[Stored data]
═══
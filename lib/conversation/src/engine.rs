//! Conversation engine.
//!
//! One engine owns one conversation history. A turn appends the user's
//! message, asks the model for a decision while offering every registered
//! tool, runs any requested tools in order and, if tools ran, asks the model
//! once more with no tools offered for the final reply.
//!
//! A turn that fails or is abandoned leaves the history exactly as it was
//! before the turn began. Tool side effects that already happened are not
//! undone.

use crate::error::ConversationError;
use crate::message::{Message, MessageRole};
use crate::tool::ToolRegistry;
use frontdesk_ai::{ChatBackend, ChatMessage, ChatRequest, ChatResponse};
use rootcause::prelude::Report;
use std::sync::Arc;
use tracing::{debug, instrument, warn};

/// Drives one conversation against a provider backend.
pub struct ConversationEngine {
    backend: Arc<dyn ChatBackend>,
    tools: Arc<ToolRegistry>,
    system_prompt: String,
    history: Vec<Message>,
}

impl ConversationEngine {
    /// Creates an engine whose history holds only the system message.
    #[must_use]
    pub fn new(
        backend: Arc<dyn ChatBackend>,
        tools: Arc<ToolRegistry>,
        system_prompt: impl Into<String>,
    ) -> Self {
        let system_prompt = system_prompt.into();
        let history = vec![Message::system(system_prompt.clone())];
        Self {
            backend,
            tools,
            system_prompt,
            history,
        }
    }

    /// Returns the full history, system message first.
    #[must_use]
    pub fn history(&self) -> &[Message] {
        &self.history
    }

    /// Returns the system prompt.
    #[must_use]
    pub fn system_prompt(&self) -> &str {
        &self.system_prompt
    }

    /// Returns the number of completed turns since the last reset.
    #[must_use]
    pub fn turn_count(&self) -> usize {
        self.history
            .iter()
            .filter(|message| message.role == MessageRole::User)
            .count()
    }

    /// Drops everything but the first system message.
    pub fn reset(&mut self) {
        self.history.truncate(1);
        debug!("conversation reset");
    }

    /// Runs one turn and returns the assistant's reply.
    ///
    /// The turn's messages are committed to the history only once the final
    /// reply arrives, so a failed turn, or one whose future is dropped, leaves
    /// the history as it was.
    ///
    /// # Errors
    ///
    /// Returns an error if any provider round-trip fails.
    #[instrument(skip(self, text), fields(model = self.backend.model(), history = self.history.len()))]
    pub async fn submit(&mut self, text: &str) -> Result<String, Report<ConversationError>> {
        match self.run_turn(text).await {
            Ok((reply, turn)) => {
                self.history.extend(turn);
                Ok(reply)
            }
            Err(error) => {
                warn!(%error, "turn failed, history unchanged");
                Err(error.into())
            }
        }
    }

    async fn run_turn(&self, text: &str) -> Result<(String, Vec<Message>), ConversationError> {
        let mut turn = vec![Message::user(text)];

        let decision =
            ChatRequest::new(self.chat_messages(&turn)).with_tools(self.tools.to_llm_format());
        let response = self.complete(&decision).await?;

        if !response.has_tool_calls() {
            let reply = response.content.unwrap_or_default();
            turn.push(Message::assistant(reply.clone()));
            return Ok((reply, turn));
        }

        let calls = response.tool_calls;
        debug!(count = calls.len(), "model requested tool calls");
        turn.push(Message::assistant_tool_calls(response.content, calls.clone()));

        for call in &calls {
            let output = self.tools.execute(call).await;
            turn.push(Message::tool(&call.id, &call.name, output));
        }

        let finalize = ChatRequest::new(self.chat_messages(&turn));
        let response = self.complete(&finalize).await?;
        if response.has_tool_calls() {
            debug!(
                count = response.tool_calls.len(),
                "ignoring tool calls in final response"
            );
        }

        let reply = response.content.unwrap_or_default();
        turn.push(Message::assistant(reply.clone()));
        Ok((reply, turn))
    }

    async fn complete(&self, request: &ChatRequest) -> Result<ChatResponse, ConversationError> {
        self.backend
            .complete(request)
            .await
            .map_err(|e| ConversationError::from_provider(&e))
    }

    fn chat_messages(&self, pending: &[Message]) -> Vec<ChatMessage> {
        self.history
            .iter()
            .chain(pending)
            .map(Message::to_chat)
            .collect()
    }
}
═══
[What this task involves]
The only acceptable answer is the full set of entries, repeated exactly.

[Task output]
filename lib/conversation/src/engine.rs
//! Conversation engine.
//!
//! One engine owns one conversation history. A turn appends the user's
//! message, asks the model for a decision while offering every registered
//! tool, runs any requested tools in order and, if tools ran, asks the model
//! once more with no tools offered for the final reply.
//!
//! A turn that fails or is abandoned leaves the history exactly as it was
//! before the turn began. Tool side effects that already happened are not
//! undone.

use crate::error::ConversationError;
use crate::message::{Message, MessageRole};
use crate::tool::ToolRegistry;
use frontdesk_ai::{ChatBackend, ChatMessage, ChatRequest, ChatResponse};
use rootcause::prelude::Report;
use std::sync::Arc;
use tracing::{debug, instrument, warn};

/// Drives one conversation against a provider backend.
pub struct ConversationEngine {
    backend: Arc<dyn ChatBackend>,
    tools: Arc<ToolRegistry>,
    system_prompt: String,
    history: Vec<Message>,
}

impl ConversationEngine {
    /// Creates an engine whose history holds only the system message.
    #[must_use]
    pub fn new(
        backend: Arc<dyn ChatBackend>,
        tools: Arc<ToolRegistry>,
        system_prompt: impl Into<String>,
    ) -> Self {
        let system_prompt = system_prompt.into();
        let history = vec![Message::system(system_prompt.clone())];
        Self {
            backend,
            tools,
            system_prompt,
            history,
        }
    }

    /// Returns the full history, system message first.
    #[must_use]
    pub fn history(&self) -> &[Message] {
        &self.history
    }

    /// Returns the system prompt.
    #[must_use]
    pub fn system_prompt(&self) -> &str {
        &self.system_prompt
    }

    /// Returns the number of completed turns since the last reset.
    #[must_use]
    pub fn turn_count(&self) -> usize {
        self.history
            .iter()
            .filter(|message| message.role == MessageRole::User)
            .count()
    }

    /// Drops everything but the first system message.
    pub fn reset(&mut self) {
        self.history.truncate(1);
        debug!("conversation reset");
    }

    /// Runs one turn and returns the assistant's reply.
    ///
    /// The turn's messages are committed to the history only once the final
    /// reply arrives, so a failed turn, or one whose future is dropped, leaves
    /// the history as it was.
    ///
    /// # Errors
    ///
    /// Returns an error if any provider round-trip fails.
    #[instrument(skip(self, text), fields(model = self.backend.model(), history = self.history.len()))]
    pub async fn submit(&mut self, text: &str) -> Result<String, Report<ConversationError>> {
        match self.run_turn(text).await {
            Ok((reply, turn)) => {
                self.history.extend(turn);
                Ok(reply)
            }
            Err(error) => {
                warn!(%error, "turn failed, history unchanged");
                Err(error.into())
            }
        }
    }

    async fn run_turn(&self, text: &str) -> Result<(String, Vec<Message>), ConversationError> {
        let mut turn = vec![Message::user(text)];

        let decision =
            ChatRequest::new(self.chat_messages(&turn)).with_tools(self.tools.to_llm_format());
        let response = self.complete(&decision).await?;

        if !response.has_tool_calls() {
            let reply = response.content.unwrap_or_default();
            turn.push(Message::assistant(reply.clone()));
            return Ok((reply, turn));
        }

        let calls = response.tool_calls;
        debug!(count = calls.len(), "model requested tool calls");
        turn.push(Message::assistant_tool_calls(response.content, calls.clone()));

        for call in &calls {
            let output = self.tools.execute(call).await;
            turn.push(Message::tool(&call.id, &call.name, output));
        }

        let finalize = ChatRequest::new(self.chat_messages(&turn));
        let response = self.complete(&finalize).await?;
        if response.has_tool_calls() {
            debug!(
                count = response.tool_calls.len(),
                "ignoring tool calls in final response"
            );
        }

        let reply = response.content.unwrap_or_default();
        turn.push(Message::assistant(reply.clone()));
        Ok((reply, turn))
    }

    async fn complete(&self, request: &ChatRequest) -> Result<ChatResponse, ConversationError> {
        self.backend
            .complete(request)
            .await
            .map_err(|e| ConversationError::from_provider(&e))
    }

    fn chat_messages(&self, pending: &[Message]) -> Vec<ChatMessage> {
        self.history
            .iter()
            .chain(pending)
            .map(Message::to_chat)
            .collect()
    }
}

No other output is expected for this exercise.